C « est vrai­ment passion­nant de décou­vrir à quel point le commerce mari­time est compli­qué , en plus du danger de la navi­ga­tion, le capi­taine est confronté à une série de diffi­cul­tés et peut à tout moment être complè­te­ment ruiné, voire pire …(les meurtres sont visi­ble­ment très fréquents ).
Il y a d’abord la mer et les tempêtes . Ce que Slocum ne dit pas c’est qu’il est victime aussi de son entê­te­ment à vouloir navi­guer à la voile alors que déjà, en 1880, tous les navires de commerce, ou presque tous, étaient passés au moteur.

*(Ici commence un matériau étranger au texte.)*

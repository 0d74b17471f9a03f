use crate::error::{DrawerError, DrawerResult};
use serde::{Deserialize, Serialize};
use std::path::{Path, PathBuf};
use std::time::Duration;

pub const DRAWER_ANIMATION_DURATION_MS: u64 = 200;
pub const RECOGNITION_LOCALE: &str = "en-US";
pub const OPEN_PHRASE: &str = "open menu";
pub const CLOSE_PHRASE: &str = "close menu";
pub const FRAME_INTERVAL_MS: u64 = 16;

/// Controller configuration
#[derive(Debug, Clone, PartialEq, Serialize, Deserialize)]
#[serde(default)]
pub struct Config {
    // Drawer
    pub drawer_animation_duration_ms: u64,
    pub frame_interval_ms: u64,

    // Speech
    pub recognition_locale: String,
    pub open_phrase: String,
    pub close_phrase: String,
    pub auto_listen: bool,
}

impl Default for Config {
    fn default() -> Self {
        Self {
            drawer_animation_duration_ms: DRAWER_ANIMATION_DURATION_MS,
            frame_interval_ms: FRAME_INTERVAL_MS,
            recognition_locale: RECOGNITION_LOCALE.to_string(),
            open_phrase: OPEN_PHRASE.to_string(),
            close_phrase: CLOSE_PHRASE.to_string(),
            auto_listen: true,
        }
    }
}

impl Config {
    /// Load config overrides from a JSON file, or fall back to defaults
    pub fn load(path: Option<&Path>) -> DrawerResult<Self> {
        let path = path.map(Path::to_path_buf).unwrap_or_else(config_path);

        if !path.exists() {
            tracing::debug!("No config at {}, using defaults", path.display());
            return Ok(Self::default());
        }

        let content = std::fs::read_to_string(&path)?;
        let config = match Self::from_json_str(&content) {
            Ok(config) => config,
            Err(e) => {
                // Graceful degradation: log warning and use defaults
                tracing::warn!("⚠️ Config file corrupted or invalid, using defaults: {}", e);
                return Ok(Self::default());
            }
        };
        config.validate()?;
        Ok(config)
    }

    pub fn from_json_str(content: &str) -> DrawerResult<Self> {
        Ok(serde_json::from_str(content)?)
    }

    /// Reject values the animator and interpreter cannot work with
    pub fn validate(&self) -> DrawerResult<()> {
        if self.drawer_animation_duration_ms == 0 {
            return Err(DrawerError::Config(
                "drawer_animation_duration_ms must be positive".into(),
            ));
        }
        if self.frame_interval_ms == 0 {
            return Err(DrawerError::Config("frame_interval_ms must be positive".into()));
        }
        let open = self.open_phrase.trim().to_lowercase();
        let close = self.close_phrase.trim().to_lowercase();
        if open.is_empty() || close.is_empty() {
            return Err(DrawerError::Config("command phrases must not be empty".into()));
        }
        if open == close {
            return Err(DrawerError::Config(format!(
                "open and close phrases are identical: '{}'",
                open
            )));
        }
        if self.recognition_locale.trim().is_empty() {
            return Err(DrawerError::Config("recognition_locale must not be empty".into()));
        }
        Ok(())
    }

    pub fn animation_duration(&self) -> Duration {
        Duration::from_millis(self.drawer_animation_duration_ms)
    }

    pub fn frame_interval(&self) -> Duration {
        Duration::from_millis(self.frame_interval_ms)
    }
}

pub fn config_path() -> PathBuf {
    dirs::config_dir()
        .unwrap_or_else(|| PathBuf::from("."))
        .join("voicedrawer")
        .join("config.json")
}

#[cfg(test)]
mod tests {
    use super::*;
    use std::io::Write;

    #[test]
    fn test_default_config() {
        let config = Config::default();
        assert_eq!(config.drawer_animation_duration_ms, 200);
        assert_eq!(config.recognition_locale, "en-US");
        assert_eq!(config.open_phrase, "open menu");
        assert_eq!(config.close_phrase, "close menu");
        assert!(config.auto_listen);
        tokio_test::assert_ok!(config.validate());
    }

    #[test]
    fn test_partial_override_keeps_defaults() {
        let config = Config::from_json_str(r#"{"drawer_animation_duration_ms": 350}"#)
            .expect("Failed to parse");
        assert_eq!(config.animation_duration(), Duration::from_millis(350));
        assert_eq!(config.open_phrase, OPEN_PHRASE);
    }

    #[test]
    fn test_validate_rejects_bad_values() {
        let config = Config {
            drawer_animation_duration_ms: 0,
            ..Config::default()
        };
        assert!(matches!(config.validate(), Err(DrawerError::Config(_))));

        let config = Config {
            close_phrase: "OPEN MENU".into(),
            ..Config::default()
        };
        assert!(matches!(config.validate(), Err(DrawerError::Config(_))));

        let config = Config {
            open_phrase: "  ".into(),
            ..Config::default()
        };
        tokio_test::assert_err!(config.validate());
    }

    #[test]
    fn test_load_missing_file_uses_defaults() {
        let dir = tempfile::tempdir().expect("Failed to create temp dir");
        let config = Config::load(Some(&dir.path().join("nope.json"))).expect("load");
        assert_eq!(config, Config::default());
    }

    #[test]
    fn test_load_corrupt_file_uses_defaults() {
        let mut file = tempfile::NamedTempFile::new().expect("Failed to create temp file");
        write!(file, "{{ not valid json").expect("write");
        let config = Config::load(Some(file.path())).expect("load");
        assert_eq!(config, Config::default());
    }

    #[test]
    fn test_load_invalid_values_is_an_error() {
        let mut file = tempfile::NamedTempFile::new().expect("Failed to create temp file");
        write!(file, r#"{{"frame_interval_ms": 0}}"#).expect("write");
        assert!(Config::load(Some(file.path())).is_err());
    }
}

Ensuite, il y a les règle­ments, visi­ble­ment les auto­ri­tés portuaires peuvent déci­der de garder des bateaux loin de leurs ports et faire pour­rir des cargai­sons de marchan­dises sans que les moti­va­tions soient très claires. Il y a ensuite les mala­dies : choléra, variole.. Et enfin les hommes, les marins sont souvent des crapules , voire des crimi­nels et parfois des incom­pé­tents ou des voleurs. Parmi tous ces hommes ‚il y a Slocum qui,il faut bien le dire, a une très haute idée de sa valeur, il se pense excellent marin , c’est sans doute vrai mais c’est un peu agaçant qu’il le répète à l’envie pendant tout son récit. La seconde partie « le voyage du Liber­dade », commence par le récit de la construc­tion d’un voilier rudi­men­taire après le naufrage de l« Aquid­neck »

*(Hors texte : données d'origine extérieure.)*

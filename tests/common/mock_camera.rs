//! Mock Camera Engine for Testing
//!
//! Tracks opened and closed handles; can delay or fail opens.

use anyhow::Result;
use async_trait::async_trait;
use std::sync::{Arc, Mutex};
use std::time::Duration;
use voicedrawer::camera::CameraFacing;
use voicedrawer::platform::{CameraEngine, CameraHandle};

#[derive(Debug, Clone, Default, PartialEq, Eq)]
pub struct CameraCalls {
    pub opens: usize,
    pub closes: usize,
    /// Ids currently open
    pub open_ids: Vec<u64>,
    pub facings: Vec<CameraFacing>,
}

pub struct MockCamera {
    open_delay: Option<Duration>,
    /// Opens after this many successful ones fail
    fail_after: Option<usize>,
    calls: Arc<Mutex<CameraCalls>>,
}

impl Default for MockCamera {
    fn default() -> Self {
        Self::new()
    }
}

impl MockCamera {
    pub fn new() -> Self {
        Self {
            open_delay: None,
            fail_after: None,
            calls: Arc::new(Mutex::new(CameraCalls::default())),
        }
    }

    pub fn with_open_delay(mut self, delay: Duration) -> Self {
        self.open_delay = Some(delay);
        self
    }

    pub fn failing_after(mut self, successful_opens: usize) -> Self {
        self.fail_after = Some(successful_opens);
        self
    }

    pub fn recorder(&self) -> CameraRecorder {
        CameraRecorder {
            calls: Arc::clone(&self.calls),
        }
    }
}

#[async_trait]
impl CameraEngine for MockCamera {
    async fn open(&mut self, facing: CameraFacing) -> Result<CameraHandle> {
        if let Some(delay) = self.open_delay {
            tokio::time::sleep(delay).await;
        }
        let mut calls = self.calls.lock().unwrap();
        if self.fail_after.is_some_and(|n| calls.opens >= n) {
            return Err(anyhow::anyhow!("Mock camera unplugged"));
        }
        calls.opens += 1;
        let id = calls.opens as u64;
        calls.open_ids.push(id);
        calls.facings.push(facing);
        Ok(CameraHandle::new(id, facing))
    }

    fn close(&mut self, handle: CameraHandle) -> Result<()> {
        let mut calls = self.calls.lock().unwrap();
        calls.closes += 1;
        calls.open_ids.retain(|id| *id != handle.id());
        Ok(())
    }

    fn name(&self) -> &str {
        "mock"
    }
}

#[derive(Clone)]
pub struct CameraRecorder {
    calls: Arc<Mutex<CameraCalls>>,
}

impl CameraRecorder {
    pub fn calls(&self) -> CameraCalls {
        self.calls.lock().unwrap().clone()
    }
}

Il part du Brésil pour reve­nir jusqu’à Washing­ton avec pour tout équi­page son épouse et ses deux fils. C’est pendant ce voyage qu’on pense à Robin­son : comment survivre avec un mini­mum d’équipement, dans une nature au combien hostile ? Au cours de ce voyage extra­or­di­naire sur cette embar­ca­tion de fortune,un jour, il accoste pour cher­cher de l’eau auprès d’un phare perché sur un minus­cule rocher et là l’attend un gardien de phare qui se dit « gouver­neur » de l’île et qui se comporte en chef d’état , c’est assez drôle et telle­ment absurde !

C’est aussi l’intérêt du récit : les rencontres avec toutes sortes de gens. J’ai bien aimé sa discus­sion avec des paysans améri­cains . Il leur explique que les Brési­liens ont libéré les esclaves sans pour autant se faire la guerre. Le paysan répond, « Les sudistes étaient fous, ils ont eu la guerre et ils ont dû affran­chir les noirs quand même… ». Les notes qui accom­pagnent ce récit sont inté­res­santes, on y apprend que Slocum n’a jamais réussi à refaire sa fortune et qu’il était bien le marin extra­or­di­naire qu’il dit être.

Citations

Les gens de mer et le jugement sur les pilotes

On me raconta qu’ils juraient plus que coutume , ce qui en dit long , car tout le monde s’accorde à consi­dé­rer que le pilote moyen est le person­nage le plus mal embou­ché de la gent marine.

Une grosse tempête

Nos hommes s’étaient amar­rés chacun à son poste. Tous les espars de rechange dont on n’avait pas doublé les amarres furent balayés par-dessus bord ainsi, sur le pont , que d’autres acces­soires qui furent brisés et dont la tempête arra­cha les saisines. La cambuse ne fut pas épar­gnée et le cuisi­nier échappa d’un cheveu à un grave acci­dent lorsqu’une lame, balayant le pont, emporta portes , fenêtres , réchaud casse­role , bouilloires.… et l’artiste culi­naire lui-même , entraî­nant tout en vrac dans les dalots sous le vent , à travers lesquels l’homme de l’art ne passa heureu­se­ment pas grâce à l’accumulation de toutes ces épaves. Une avarie de ce genre est toujours vive­ment ressen­tie et vous fait l’effet d’une douche froide , si j’ose ainsi m expri­mer. Cela signi­fie qu’il va falloir manger froid pendant quelque temps , si ce n’est pire.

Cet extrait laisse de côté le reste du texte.